Capitalist's picture

Not all of us lost money on ENE. I find it interesting that many Obectivists eschew technical analysis, as was discussed on another thread. My trader friend finds the philosophic posturing in the above post 'appallingly stupid'. As he says:

This stock was in a longterm uptrend, had been for over a decade. EVERYONE made money on it. The only ones who KEPT the money they made were those who sold. So, who sold? Trend-followers who sold when the downtrend began. Those running stop losses, stopped out after ENE dropped x% from its $90 high. Who was left holding? Those with no plan, no exit strategy. The "Buy and Hold" brigade. Some of these will have held over the course of the entire downtrend while ENE went from $90 to nothing. This was no sudden catastrophic crash. It was a simple, clear downtrend than ran for over a year. There was plenty of warning and plenty of time to get out with some profits intact.

Take a look at this
"Enron's stock gave many signals that it was under "distribution" by large shareholders. You may not have read about it in the paper, but Enron's chart told astute observers that big institutions were quietly unloading millions upon millions of shares."
"There was only one key piece of data needed to judge Enron as an investment: the share price"
"Why would anyone hold onto a stock that goes from $90 to 50¢? Even if Enron was the biggest scam ever must we not also take to task the mindless investors who held on down to 50¢ a share? Are they not guilty of something more than simply being lazy?"

Another good take by Gary North, the author of Mises on Money :-
"Fund managers should have known something was wrong, just by looking at the chart of Enron's price history."
"The financial press would not believe what the market was telling them. Enron's officials said that what the market was saying had to be wrong, but it was right."

...Use of the simplest trend-following TA would have got you out of this stock at a good price well before you gave too much of your profit back to the market. Similarly, use of the simplest, crudest stoploss strategy would have saved you. (Just a small point, but this wasn't a sudden "event" - it was an uptrend that ended and became a downtrend, that's all. Happens all the time. As I said above, there was plenty of warning and plenty of time to get out.)

Accounting fraud

Merlin Jetton's picture

I saw the movie soon after release and read the book even earlier, so they are far from fresh in my memory.  As I recall, the movie said little about the accounting shenanigans that were going on at Enron. (It would not make great cinema.) The book only partly covered the accounting shenanigans. Crazy accounting rules and Enron's auditors are partly to blame, as enablers. Of course, Enron stretched accounting rules to the maximum in order to report favorable accounting results, more earnings and less debt, to shareholders, creditors, and the investment community.

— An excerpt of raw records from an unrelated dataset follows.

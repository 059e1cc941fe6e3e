use criterion::{criterion_group, criterion_main};

mod mqtt;

criterion_group!(
    benches,
    mqtt::codec::bench_encode_publish,
    mqtt::codec::bench_decode_stream,
    mqtt::tracker::bench_qos2_cycle
);
criterion_main!(benches);
//! Logging macros shared by the whole crate.
//!
//! Every macro forwards to [`defmt`] when the `defmt` feature is enabled, to
//! [`log`] when only the `log` feature is enabled, and compiles to nothing
//! otherwise. Arguments are still evaluated by reference in the silent case so
//! call sites do not trigger unused-variable warnings.
//!
//! Format strings must stay within the subset both backends understand:
//! `{}` for integers, floats and `&str`, `{:?}` for the crate's enums.
#![allow(unused_macros)]

macro_rules! trace {
    ($s:literal $(, $x:expr)* $(,)?) => {
        {
            #[cfg(feature = "defmt")]
            ::defmt::trace!($s $(, $x)*);
            #[cfg(all(feature = "log", not(feature = "defmt")))]
            ::log::trace!($s $(, $x)*);
            #[cfg(not(any(feature = "log", feature = "defmt")))]
            let _ = ($( & $x ),*);
        }
    };
}

macro_rules! debug {
    ($s:literal $(, $x:expr)* $(,)?) => {
        {
            #[cfg(feature = "defmt")]
            ::defmt::debug!($s $(, $x)*);
            #[cfg(all(feature = "log", not(feature = "defmt")))]
            ::log::debug!($s $(, $x)*);
            #[cfg(not(any(feature = "log", feature = "defmt")))]
            let _ = ($( & $x ),*);
        }
    };
}

macro_rules! info {
    ($s:literal $(, $x:expr)* $(,)?) => {
        {
            #[cfg(feature = "defmt")]
            ::defmt::info!($s $(, $x)*);
            #[cfg(all(feature = "log", not(feature = "defmt")))]
            ::log::info!($s $(, $x)*);
            #[cfg(not(any(feature = "log", feature = "defmt")))]
            let _ = ($( & $x ),*);
        }
    };
}

macro_rules! warn {
    ($s:literal $(, $x:expr)* $(,)?) => {
        {
            #[cfg(feature = "defmt")]
            ::defmt::warn!($s $(, $x)*);
            #[cfg(all(feature = "log", not(feature = "defmt")))]
            ::log::warn!($s $(, $x)*);
            #[cfg(not(any(feature = "log", feature = "defmt")))]
            let _ = ($( & $x ),*);
        }
    };
}

macro_rules! error {
    ($s:literal $(, $x:expr)* $(,)?) => {
        {
            #[cfg(feature = "defmt")]
            ::defmt::error!($s $(, $x)*);
            #[cfg(all(feature = "log", not(feature = "defmt")))]
            ::log::error!($s $(, $x)*);
            #[cfg(not(any(feature = "log", feature = "defmt")))]
            let _ = ($( & $x ),*);
        }
    };
}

The movie said nothing about Jeff Skilling's initiatives in "market value" accounting. The book covered it some , but was skimpy on the details. Basically, he tried to book future profits on long-term capital investments long before they are realized under ordinary accounting rules. "Market value" accounting is appropriate in some businesses, like investment banking and trading firms, when the market value of assets is readily ascertained and assets are liquid. However, it is inappropriate for long term investments in plant and equipment, a large part of Enron's business.  The market value of such assets are not readily ascertained, nor are they liquid.

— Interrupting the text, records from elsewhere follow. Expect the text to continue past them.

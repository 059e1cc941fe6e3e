//! Topic routing between the broker and the [`Device`].
//!
//! Outbound, the router turns a fresh [`TelemetrySample`] into the JSON
//! payload published on the telemetry topic. Inbound, it matches publishes
//! against the command topic and hands recognised commands to the device.
//!
//! [`TelemetrySample`]: crate::device::TelemetrySample

use super::QoS;
use crate::device::{Command, Device};

/// Why a telemetry payload could not be produced.
#[derive(Debug, Clone, Copy, PartialEq, Eq)]
#[cfg_attr(feature = "defmt", derive(defmt::Format))]
pub enum RouterError {
    /// The sensor read failed.
    Device,
    /// The serialised sample exceeds the payload limit.
    PayloadTooLarge,
}

/// Where an inbound publish ended up.
#[derive(Debug, Clone, PartialEq, Eq)]
pub enum Route {
    /// The publish carried a command for the device.
    Command(Command),
    /// The publish was not on the command topic.
    Discard,
}

/// Maps topics to their roles.
#[derive(Debug, Clone, Copy, PartialEq, Eq)]
pub struct TopicRouter<'a> {
    publish_topic: &'a str,
    command_topic: &'a str,
    qos: QoS,
}

impl<'a> TopicRouter<'a> {
    /// A router publishing on `publish_topic` and listening on
    /// `command_topic`, both at `qos`.
    pub fn new(publish_topic: &'a str, command_topic: &'a str, qos: QoS) -> Self {
        Self {
            publish_topic,
            command_topic,
            qos,
        }
    }

    /// Telemetry topic.
    pub fn publish_topic(&self) -> &'a str {
        self.publish_topic
    }

    /// Command topic.
    pub fn command_topic(&self) -> &'a str {
        self.command_topic
    }

    /// QoS used for telemetry and the command subscription.
    pub fn qos(&self) -> QoS {
        self.qos
    }

    /// Classify an inbound publish. Topics are compared byte for byte.
    pub fn route(&self, topic: &str, payload: &[u8]) -> Route {
        if topic == self.command_topic {
            Route::Command(Command::parse(payload))
        } else {
            Route::Discard
        }
    }

    /// Route an inbound publish and carry out any known command.
    ///
    /// Unknown commands and foreign topics are logged and dropped.
    pub fn dispatch<D: Device>(&self, device: &mut D, topic: &str, payload: &[u8]) -> Route {
        let route = self.route(topic, payload);
        match &route {
            Route::Command(Command::Unknown(name)) => {
                warn!("unknown command \"{}\" on {}", name.as_str(), topic);
            }
            Route::Command(command) => {
                info!("executing command {}", command.name());
                device.execute_command(command);
            }
            Route::Discard => {
                debug!("discarding {} byte publish on {}", payload.len(), topic);
            }
        }
        route
    }

    /// Read one sample and serialise it into `buf`.
    ///
    /// Returns the payload length. Nothing is produced when the sensor read
    /// fails or the JSON is longer than `limit` bytes.
    pub fn produce_telemetry<D: Device>(
        &self,
        device: &mut D,
        buf: &mut [u8],
        limit: usize,
    ) -> Result<usize, RouterError> {
        let sample = device.read_telemetry().map_err(|_| {
            warn!("sensor read failed");
            RouterError::Device
        })?;

        let limit = limit.min(buf.len());
        let len = serde_json_core::to_slice(&sample, &mut buf[..limit])
            .map_err(|_| RouterError::PayloadTooLarge)?;
        debug!("telemetry {} {}", sample.value, sample.unit.as_str());
        Ok(len)
    }
}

The crazy accounting rules are those for the different accounting treatment of partnerships versus corporations. If corporation P (for "parent") owns 50% or more of corporation S (for "subsidiary"), then P's share of S's accounting results -- revenues, expenses, etc. -- must be combined with P's own. If corporation P owns at least 20% but less than 50% of corporation S, then P's share of S's accounting results must be reflected on an "equity basis" -- the investment in S is initially recorded at cost and thereafter adjusted to recognize P's share of the earnings or losses of S. However, corporation P and its principals can have up to near 97% interest in a partnership and ignore the partnership in P's accounting. All that's required is that 3% of the partnership be owned by an independent, unrelated, party. All those special purpose entities (SPE's) that Enron (Fastow, in particular) set up to shield losses and debt from Enron's books were partnerships.

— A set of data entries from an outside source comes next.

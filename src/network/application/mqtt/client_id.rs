//! Client identifier derived from device-unique entropy.
//!
//! The identifier is computed once at startup as `<prefix>_<crc32>` where the
//! checksum is taken over a hardware id (MCU serial, MAC address, ...). The
//! same board therefore always reconnects under the same name, which keeps
//! the broker's view of the device stable across link losses.

use core::fmt::Write;
use heapless::String;

/// Longest identifier every 3.1.1 broker must accept.
pub const MAX_CLIENT_ID_LEN: usize = 23;
/// Room left for the prefix after `_` and eight hex digits.
const MAX_PREFIX_LEN: usize = MAX_CLIENT_ID_LEN - 9;

/// Why an identifier could not be built.
#[derive(Debug, Clone, Copy, PartialEq, Eq)]
#[cfg_attr(feature = "defmt", derive(defmt::Format))]
pub enum ClientIdError {
    /// The prefix is empty or not ASCII alphanumeric.
    InvalidPrefix,
    /// No entropy bytes were supplied.
    NoEntropy,
}

/// An MQTT client identifier, at most 23 bytes.
#[derive(Debug, Clone, PartialEq, Eq)]
pub struct ClientId(String<MAX_CLIENT_ID_LEN>);

impl ClientId {
    /// Build `<prefix>_<crc32 of entropy in lowercase hex>`.
    ///
    /// The prefix is cut to fit the 23 byte limit.
    ///
    /// ```rust
    /// use mqtt_node::network::application::mqtt::ClientId;
    ///
    /// let id = ClientId::from_entropy("nrf52840dk", b"123456789").unwrap();
    /// assert_eq!(id.as_str(), "nrf52840dk_cbf43926");
    /// ```
    pub fn from_entropy(prefix: &str, entropy: &[u8]) -> Result<Self, ClientIdError> {
        if prefix.is_empty() || !prefix.bytes().all(|b| b.is_ascii_alphanumeric()) {
            return Err(ClientIdError::InvalidPrefix);
        }
        if entropy.is_empty() {
            return Err(ClientIdError::NoEntropy);
        }

        let prefix = &prefix[..prefix.len().min(MAX_PREFIX_LEN)];
        let mut id = String::new();
        // 14 + 1 + 8 bytes always fit.
        write!(id, "{}_{:08x}", prefix, crc32fast::hash(entropy))
            .map_err(|_| ClientIdError::InvalidPrefix)?;
        Ok(Self(id))
    }

    /// Use `id` verbatim.
    pub fn new(id: &str) -> Result<Self, ClientIdError> {
        String::try_from(id)
            .map(Self)
            .map_err(|_| ClientIdError::InvalidPrefix)
    }

    /// The identifier as sent in CONNECT.
    pub fn as_str(&self) -> &str {
        self.0.as_str()
    }
}

impl core::fmt::Display for ClientId {
    fn fmt(&self, f: &mut core::fmt::Formatter<'_>) -> core::fmt::Result {
        f.write_str(self.as_str())
    }
}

It's happening around the world

Andrew Bates's picture

I read the book (don't have it with me now so don't expect names) but haven't seen the movie. I agree with your analysis that the leadership suffered from wishful thinking and short-sightedness. There were some good people at Enron but the culture forced the vast majority of them out long before the sh!t hit the fan and they got out with huge payouts due to the perverse incentives created by the company's remuneration scheme (which capitalised projected future profits for deal makers).

Australia is also suffering from too much environmental protection legislation, which in turn prevents development of power generation plants. It's happening all around the world - hydro destroys forests, farms and upstream townships; petrol, gas (supplies dwindling) and coal pollute and increase greenhouse gases; wind creates visual and aural pollution; nuclear is a terrorist target that creates harmful long term pollution; the environmentalists want man disempowered! That's one smart thing the Enron guys did - they saw that coming and took a long position in energy supplies before the tech boom took off and casued massive increases in electricity demand.

WRT to California, Enron played the system intelligently, maximising their profits through the strategies they took to the regulated pseudo-market, exploiting all it's flase aspects. PC makes the point that doing this was short-sighted (they bankrupted the state-owned local utilities who couldn't put retail prices up) but the people of California should not have expected the players in their pseudo-market to play nice. As the Enron people said at the time, the Greenie Californian hippies got what was coming to them.

In a way, they were ahead of the curve - by owning the major gas transmission lines they could see supply and demand imbalances as they were developing and engage in near-arbitrage profiteering. By developing the software trading platform, they became the counterparty to all transactions and were able to set the margins people traded at. In some ways, it's not that management didn't know how they were making money, it's that they didn't want the financial community to know. They started off doing power supply (high barriers to entry, low risk, low capital cost) and became a power trading company (speculation, volatility, conter-party risk, high capital cost) and then bought into their own BS.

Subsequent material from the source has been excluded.